14Quelle qu'ait été la réalité pratique de la collaboration du roi Sage à l'élaboration des ouvrages qu'il a suscités – le propos, devenu célèbre, des rédacteurs de la Générale estoire limite plus strictement son intervention39 –, retenons que, sous le rapport de l'énonciation aussi bien que sous celui de la représentation auctoriale, le Septénaire survient dans un domaine et au terme d'une évolution qui font au sujet royal une place de plus en plus grande dans la production de son œuvre. Mais avant d'en venir à l'étude du texte, il importe de relever, au sein de la production législative d'Alphonse X, deux autres mouvements.
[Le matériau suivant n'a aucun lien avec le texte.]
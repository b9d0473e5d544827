use std::fmt;

use chrono::{DateTime, FixedOffset};
use serde::{Deserialize, Deserializer, Serialize};

use crate::trend::Trend;

/// A WGS84 position, always within valid latitude/longitude ranges.
#[derive(Debug, Clone, Copy, PartialEq, Serialize, Deserialize)]
pub struct Coordinate {
    pub latitude: f64,
    pub longitude: f64,
}

impl Coordinate {
    /// Returns `None` for non-finite or out-of-range values.
    pub fn new(latitude: f64, longitude: f64) -> Option<Self> {
        let valid = latitude.is_finite()
            && longitude.is_finite()
            && (-90.0..=90.0).contains(&latitude)
            && (-180.0..=180.0).contains(&longitude);

        valid.then_some(Self { latitude, longitude })
    }

    /// Parse the `"lat,lon"` form used by several geolocation services.
    pub fn parse_pair(raw: &str) -> Option<Self> {
        let (lat, lon) = raw.split_once(',')?;
        Self::new(lat.trim().parse().ok()?, lon.trim().parse().ok()?)
    }
}

/// weather.gov redirects point lookups with more than four decimals, so the
/// coordinate is rendered at that precision with trailing zeros dropped.
impl fmt::Display for Coordinate {
    fn fmt(&self, f: &mut fmt::Formatter<'_>) -> fmt::Result {
        write!(f, "{},{}", compact(self.latitude), compact(self.longitude))
    }
}

fn compact(value: f64) -> String {
    let fixed = format!("{value:.4}");
    let trimmed = fixed.trim_end_matches('0').trim_end_matches('.');
    if trimmed == "-0" { "0".to_string() } else { trimmed.to_string() }
}

/// Per-location resources returned by the point lookup.
#[derive(Debug, Clone, PartialEq, Eq, Serialize, Deserialize)]
pub struct EndpointInfo {
    pub hourly_url: String,
    pub forecast_url: String,
    pub city: String,
    pub state: String,
}

impl EndpointInfo {
    pub fn display_location(&self) -> String {
        format!("{}, {}", self.city, self.state)
    }
}

#[derive(Debug, Clone, PartialEq, Serialize, Deserialize)]
pub struct ForecastDocument {
    pub periods: Vec<ForecastPeriod>,
}

impl ForecastDocument {
    /// Periods in order, stopping at the first whose number exceeds `limit`.
    pub fn through(&self, limit: u32) -> impl Iterator<Item = &ForecastPeriod> {
        self.periods.iter().take_while(move |p| p.number <= limit)
    }

    /// Whether period numbers start at 1 and strictly increase.
    pub fn is_ordered(&self) -> bool {
        self.periods.first().is_none_or(|p| p.number == 1)
            && self.periods.windows(2).all(|w| w[0].number < w[1].number)
    }
}

/// One slice of a forecast: an hour, or a day/night half.
///
/// Only `number` is required; everything else degrades to `None` or an empty
/// string so a single odd period never aborts display of the rest.
#[derive(Debug, Clone, PartialEq, Default, Serialize, Deserialize)]
#[serde(rename_all = "camelCase")]
pub struct ForecastPeriod {
    pub number: u32,
    #[serde(default, deserialize_with = "lenient_string")]
    pub name: String,
    #[serde(default, deserialize_with = "lenient_timestamp")]
    pub start_time: Option<DateTime<FixedOffset>>,
    #[serde(default, deserialize_with = "lenient_timestamp")]
    pub end_time: Option<DateTime<FixedOffset>>,
    #[serde(default, deserialize_with = "lenient_temperature")]
    pub temperature: Option<f64>,
    #[serde(default, deserialize_with = "lenient_string")]
    pub temperature_unit: String,
    #[serde(default, deserialize_with = "lenient_optional_string")]
    pub temperature_trend: Option<String>,
    #[serde(default, deserialize_with = "lenient_string")]
    pub wind_speed: String,
    #[serde(default, deserialize_with = "lenient_string")]
    pub wind_direction: String,
    #[serde(default, deserialize_with = "lenient_string")]
    pub short_forecast: String,
    #[serde(default, deserialize_with = "lenient_string")]
    pub detailed_forecast: String,
}

/// A period paired with the trend marker presentation should show for it.
#[derive(Debug, Clone, PartialEq, Serialize)]
pub struct TrendedPeriod {
    pub period: ForecastPeriod,
    pub trend: Trend,
}

fn lenient_string<'de, D>(deserializer: D) -> Result<String, D::Error>
where
    D: Deserializer<'de>,
{
    Ok(lenient_optional_string(deserializer)?.unwrap_or_default())
}

fn lenient_optional_string<'de, D>(deserializer: D) -> Result<Option<String>, D::Error>
where
    D: Deserializer<'de>,
{
    let value = serde_json::Value::deserialize(deserializer)?;
    Ok(match value {
        serde_json::Value::String(s) => Some(s),
        serde_json::Value::Number(n) => Some(n.to_string()),
        _ => None,
    })
}

fn lenient_timestamp<'de, D>(deserializer: D) -> Result<Option<DateTime<FixedOffset>>, D::Error>
where
    D: Deserializer<'de>,
{
    let raw = lenient_optional_string(deserializer)?;
    Ok(raw.and_then(|s| DateTime::parse_from_rfc3339(&s).ok()))
}

// weather.gov sends either `"temperature": 55` or a quantitative value
// `{ "unitCode": "wmoUnit:degF", "value": 55 }` depending on feature flags.
fn lenient_temperature<'de, D>(deserializer: D) -> Result<Option<f64>, D::Error>
where
    D: Deserializer<'de>,
{
    let value = serde_json::Value::deserialize(deserializer)?;
    Ok(match &value {
        serde_json::Value::Number(n) => n.as_f64(),
        serde_json::Value::Object(map) => map.get("value").and_then(serde_json::Value::as_f64),
        _ => None,
    })
}

#[cfg(test)]
mod tests {
    use super::*;
    use serde_json::json;

    #[test]
    fn coordinate_rejects_out_of_range() {
        assert!(Coordinate::new(90.5, 0.0).is_none());
        assert!(Coordinate::new(0.0, -180.1).is_none());
        assert!(Coordinate::new(f64::NAN, 0.0).is_none());
        assert!(Coordinate::new(-90.0, 180.0).is_some());
    }

    #[test]
    fn coordinate_display_trims_precision() {
        let c = Coordinate::new(37.774929, -122.419416).unwrap();
        assert_eq!(c.to_string(), "37.7749,-122.4194");

        let c = Coordinate::new(40.0, -105.25).unwrap();
        assert_eq!(c.to_string(), "40,-105.25");
    }

    #[test]
    fn coordinate_parses_pairs() {
        let c = Coordinate::parse_pair("37.7749, -122.4194").unwrap();
        assert_eq!(c.latitude, 37.7749);
        assert_eq!(c.longitude, -122.4194);

        assert!(Coordinate::parse_pair("37.7749").is_none());
        assert!(Coordinate::parse_pair("abc,def").is_none());
        assert!(Coordinate::parse_pair("137.0,10.0").is_none());
    }

    #[test]
    fn period_parses_full_nws_shape() {
        let period: ForecastPeriod = serde_json::from_value(json!({
            "number": 1,
            "name": "Tonight",
            "startTime": "2026-10-18T18:00:00-07:00",
            "endTime": "2026-10-19T06:00:00-07:00",
            "isDaytime": false,
            "temperature": 52,
            "temperatureUnit": "F",
            "temperatureTrend": "rising",
            "windSpeed": "5 to 10 mph",
            "windDirection": "W",
            "shortForecast": "Mostly Clear",
            "detailedForecast": "Mostly clear, with a low around 52."
        }))
        .unwrap();

        assert_eq!(period.number, 1);
        assert_eq!(period.temperature, Some(52.0));
        assert_eq!(period.temperature_trend.as_deref(), Some("rising"));
        assert_eq!(
            period.start_time.unwrap().to_rfc3339(),
            "2026-10-18T18:00:00-07:00"
        );
    }

    #[test]
    fn period_degrades_missing_and_odd_fields() {
        let period: ForecastPeriod = serde_json::from_value(json!({
            "number": 3,
            "startTime": "not a time",
            "temperature": { "unitCode": "wmoUnit:degF", "value": 61 },
            "temperatureTrend": null,
            "windSpeed": null
        }))
        .unwrap();

        assert_eq!(period.start_time, None);
        assert_eq!(period.end_time, None);
        assert_eq!(period.temperature, Some(61.0));
        assert_eq!(period.temperature_trend, None);
        assert_eq!(period.wind_speed, "");
        assert_eq!(period.short_forecast, "");
    }

    #[test]
    fn through_stops_at_first_number_over_limit() {
        let doc = ForecastDocument {
            periods: (1..=5)
                .map(|number| ForecastPeriod { number, ..Default::default() })
                .collect(),
        };

        let numbers: Vec<u32> = doc.through(3).map(|p| p.number).collect();
        assert_eq!(numbers, vec![1, 2, 3]);
        assert_eq!(doc.through(0).count(), 0);
        assert_eq!(doc.through(99).count(), 5);
    }

    #[test]
    fn ordering_check() {
        let ordered = ForecastDocument {
            periods: [1, 2, 3]
                .into_iter()
                .map(|number| ForecastPeriod { number, ..Default::default() })
                .collect(),
        };
        let shuffled = ForecastDocument {
            periods: [1, 3, 2]
                .into_iter()
                .map(|number| ForecastPeriod { number, ..Default::default() })
                .collect(),
        };
        let late_start = ForecastDocument {
            periods: [5, 6]
                .into_iter()
                .map(|number| ForecastPeriod { number, ..Default::default() })
                .collect(),
        };

        assert!(ordered.is_ordered());
        assert!(!shuffled.is_ordered());
        assert!(!late_start.is_ordered());
        assert!(ForecastDocument { periods: vec![] }.is_ordered());
    }
}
15Le premier a trait à la généalogie de l'autorité d'Alphonse, présentée comme consubstantielle à celle de son pouvoir politique. Rien, dans le prologue du For royal, qui réfère aux ancêtres du roi. Le pouvoir d'Alphonse n'y reçoit qu'une définition spirituelle et territoriale : « [...] Nous, Alphonse, par la grâce de Dieu roi de Castille, de Tolède, de León [...] »40. Quelque chose d'analogue se produit dans le Miroir, puisque le père et la mère du roi ne sont évoqués que dans un avant-prologue41 sans doute écrit postérieurement au prologue lui-même. Dans le corps du prologue, l'évocation du pouvoir politique d'Alphonse est identique à celle que l'on trouve dans le For royal42. De l'avant-prologue, où elle reste présente, la référence parentale, ici comme là bornée au politique, passe au corps du prologue dans la première version des Sept parties : « Et c'est pourquoi, nous, Alphonse, fils du très noble roi Ferdinand et de la très noble reine Béatrice, régnant en Castille, à Tolède, à León [...] »43. Cette formule, présente aussi dans le prologue des œuvres scientifiques et historiographiques, disparaît de celui de la seconde grande version des Parties, où l'on retrouve les termes du For royal44. Mais ici un récit généalogique s'ébauche qui concerne moins désormais le pouvoir politique d'Alphonse que son autorité d'écriture :
Et [à faire ce livre] trois choses particulièrement nous ont décidé. La première, que le très noble et bienheureux roi Ferdinand, notre père, qui était pleinement soucieux de justice et de droit, et qui aurait voulu le faire s'il avait vécu davantage, nous commanda de le faire45.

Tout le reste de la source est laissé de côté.